Na razie, na mocy porozumienia między Brytyjczykami i Francuzami, obydwie strony sprawdzają paszporty i dokumenty w Calais (tam robią to Brytyjczycy) i w Dover, gdzie kontrolą zajmują się Francuzi. W ten sposób migranci muszą czekać najpierw na to, czy przejdą kontrolę paszportową w Calais , a dopiero później, przebywając już na Wyspach, mogą ubiegać się o azyl w Wielkiej Brytanii.

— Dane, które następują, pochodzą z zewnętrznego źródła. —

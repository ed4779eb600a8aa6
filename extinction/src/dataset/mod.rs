//! Local survey datasets
//!
//! Every dust map reads its survey files from `<data_dir>/<identifier>/`.
//! This module answers whether those files are present and, when they are
//! not, performs a single blocking download from the configured source.
//! Downloads are never retried.

use std::collections::BTreeMap;
use std::fs::{self, File};
use std::io::{self, BufReader, BufWriter, Read, Write};
use std::path::{Path, PathBuf};
use std::time::Duration;

use log::{info, warn};
use thiserror::Error;

use crate::config::ExtinctionConfig;

/// Errors from fetching a dataset.
#[derive(Error, Debug)]
pub enum FetchError {
    /// No download URL is configured for this map.
    #[error("no download source configured for '{identifier}'")]
    NoSource { identifier: String },

    /// Automatic fetching is switched off in the configuration.
    #[error("automatic fetching is disabled")]
    Disabled,

    #[error("HTTP error: {0}")]
    Http(String),

    #[error("download failed with status {0}")]
    Status(u16),

    #[error("invalid gzip archive: {0}")]
    CorruptArchive(String),

    #[error("I/O error: {0}")]
    Io(#[from] io::Error),
}

/// Presence check and fetch trigger for survey datasets.
pub trait DatasetStore: Send + Sync {
    /// True when the dataset for `identifier` is installed locally
    fn is_present(&self, identifier: &str) -> bool;

    /// Try once to install the dataset, returning where it was placed
    fn fetch(&self, identifier: &str) -> Result<PathBuf, FetchError>;

    /// Directory the dataset is expected in
    fn location(&self, identifier: &str) -> PathBuf;

    /// Human-readable steps for installing the dataset by hand
    fn fetch_instructions(&self, identifier: &str) -> String {
        format!(
            "download the '{identifier}' survey files into {} \
             or configure a download source for '{identifier}' and enable auto_fetch",
            self.location(identifier).display()
        )
    }
}

/// Check if a directory exists and holds at least one entry
fn dir_exists_and_not_empty<P: AsRef<Path>>(path: P) -> bool {
    match fs::read_dir(path) {
        Ok(mut entries) => entries.next().is_some(),
        Err(_) => false,
    }
}

/// Last path segment of a URL, without query string or fragment
fn file_name_from_url(url: &str) -> Option<&str> {
    let path = url.split(['?', '#']).next()?;
    path.rsplit('/').next().filter(|name| !name.is_empty())
}

/// Download a file from URL to a local path
fn download_file<P: AsRef<Path>>(url: &str, path: P, timeout: Duration) -> Result<(), FetchError> {
    if let Some(parent) = path.as_ref().parent() {
        fs::create_dir_all(parent)?;
    }

    // Write to a temporary file first to avoid partial downloads
    let temp_path = path.as_ref().with_extension("tmp");
    let result = stream_to_file(url, &temp_path, timeout);
    if result.is_err() {
        let _ = fs::remove_file(&temp_path);
        return result;
    }

    fs::rename(temp_path, path)?;
    Ok(())
}

fn stream_to_file(url: &str, temp_path: &Path, timeout: Duration) -> Result<(), FetchError> {
    let client = reqwest::blocking::Client::builder()
        .timeout(timeout)
        .build()
        .map_err(|e| FetchError::Http(format!("failed to create HTTP client: {e}")))?;

    let mut response = client
        .get(url)
        .send()
        .map_err(|e| FetchError::Http(format!("failed to download {url}: {e}")))?;

    if !response.status().is_success() {
        return Err(FetchError::Status(response.status().as_u16()));
    }

    let mut file = BufWriter::new(File::create(temp_path)?);
    let mut buffer = [0; 8192];
    loop {
        let bytes_read = response
            .read(&mut buffer)
            .map_err(|e| FetchError::Http(format!("failed to read response: {e}")))?;
        if bytes_read == 0 {
            break;
        }
        file.write_all(&buffer[..bytes_read])?;
    }
    file.flush()?;
    Ok(())
}

/// Decompress a gzipped file
fn decompress_gzip<P: AsRef<Path>, Q: AsRef<Path>>(gz_path: P, output_path: Q) -> Result<(), FetchError> {
    let mut file = File::open(&gz_path)?;

    // gzip streams start with the magic bytes 0x1F 0x8B
    let mut header = [0u8; 2];
    if file.read_exact(&mut header).is_err() || header != [0x1F, 0x8B] {
        return Err(FetchError::CorruptArchive(format!(
            "{} does not start with a gzip header",
            gz_path.as_ref().display()
        )));
    }

    let gz = BufReader::new(File::open(&gz_path)?);
    let mut decoder = flate2::read::GzDecoder::new(gz);
    let mut writer = BufWriter::new(File::create(&output_path)?);

    match io::copy(&mut decoder, &mut writer).and_then(|_| writer.flush()) {
        Ok(()) => Ok(()),
        Err(e) => {
            // Clean up partial files on error
            drop(writer);
            let _ = fs::remove_file(&output_path);
            Err(FetchError::CorruptArchive(e.to_string()))
        }
    }
}

/// Dataset store backed by a directory on disk.
#[derive(Debug, Clone)]
pub struct LocalDataStore {
    data_dir: PathBuf,
    sources: BTreeMap<String, String>,
    auto_fetch: bool,
    timeout: Duration,
}

impl LocalDataStore {
    /// Store rooted at `data_dir` with fetching disabled
    pub fn new(data_dir: impl Into<PathBuf>) -> Self {
        Self {
            data_dir: data_dir.into(),
            sources: BTreeMap::new(),
            auto_fetch: false,
            timeout: Duration::from_secs(ExtinctionConfig::DEFAULT_FETCH_TIMEOUT_SECS),
        }
    }

    /// Store configured from settings
    pub fn from_config(config: &ExtinctionConfig) -> Self {
        Self {
            data_dir: config.data_dir.clone(),
            sources: config.sources.clone(),
            auto_fetch: config.auto_fetch,
            timeout: Duration::from_secs(config.fetch_timeout_secs),
        }
    }

    /// Register a download URL for one map and enable fetching
    pub fn with_source(mut self, identifier: &str, url: &str) -> Self {
        self.sources.insert(identifier.to_string(), url.to_string());
        self.auto_fetch = true;
        self
    }

    pub fn data_dir(&self) -> &Path {
        &self.data_dir
    }

    fn download(&self, url: &str, dir: &Path, identifier: &str) -> Result<(), FetchError> {
        let file_name = file_name_from_url(url).unwrap_or(identifier);
        let target = dir.join(file_name);
        download_file(url, &target, self.timeout)?;

        if let Some(stem) = file_name.strip_suffix(".gz") {
            decompress_gzip(&target, dir.join(stem))?;
            fs::remove_file(&target)?;
        }
        Ok(())
    }
}

impl DatasetStore for LocalDataStore {
    fn is_present(&self, identifier: &str) -> bool {
        dir_exists_and_not_empty(self.location(identifier))
    }

    fn fetch(&self, identifier: &str) -> Result<PathBuf, FetchError> {
        if !self.auto_fetch {
            return Err(FetchError::Disabled);
        }
        let url = self
            .sources
            .get(identifier)
            .ok_or_else(|| FetchError::NoSource {
                identifier: identifier.to_string(),
            })?;

        let dir = self.location(identifier);
        info!("Downloading dustmaps.{identifier} from {url}");

        match self.download(url, &dir, identifier) {
            Ok(()) => Ok(dir),
            Err(e) => {
                warn!("Fetching dustmaps.{identifier} failed: {e}");
                // The dataset was absent before this fetch, so nothing of value is lost
                let _ = fs::remove_dir_all(&dir);
                Err(e)
            }
        }
    }

    fn location(&self, identifier: &str) -> PathBuf {
        self.data_dir.join(identifier)
    }
}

Bertrand chce to zmienić i doprowadzić do renegocjacji umowy z Brytyjczykami. Jego pomysł zakłada, że uchodźcy przebywający w nielegalnym obozowisku, nazywanym "Dżunglą", w Calais, mogliby stamtąd aplikować o azyl w Wielkiej Brytanii, nie czekając na to, czy przejdą kontrolę.

Dodatkowo prezydent regionu Nord-Pas-de-Calais-Pikardia zapowiedział, że wraz z jego rozwiązaniem należałoby wprowadzić procedurę, według której jeżeli Brytyjczycy odrzucą aplikację migranta o azyl, będzie on od razu deportowany do kraju pochodzenia. Na razie nie wiadomo, jak potoczą się losy pomysłu Bertranda – jeżeli jednak przystaną na niego Brytyjczycy, dojdzie do renegocjacji umowy granicznej między państwami.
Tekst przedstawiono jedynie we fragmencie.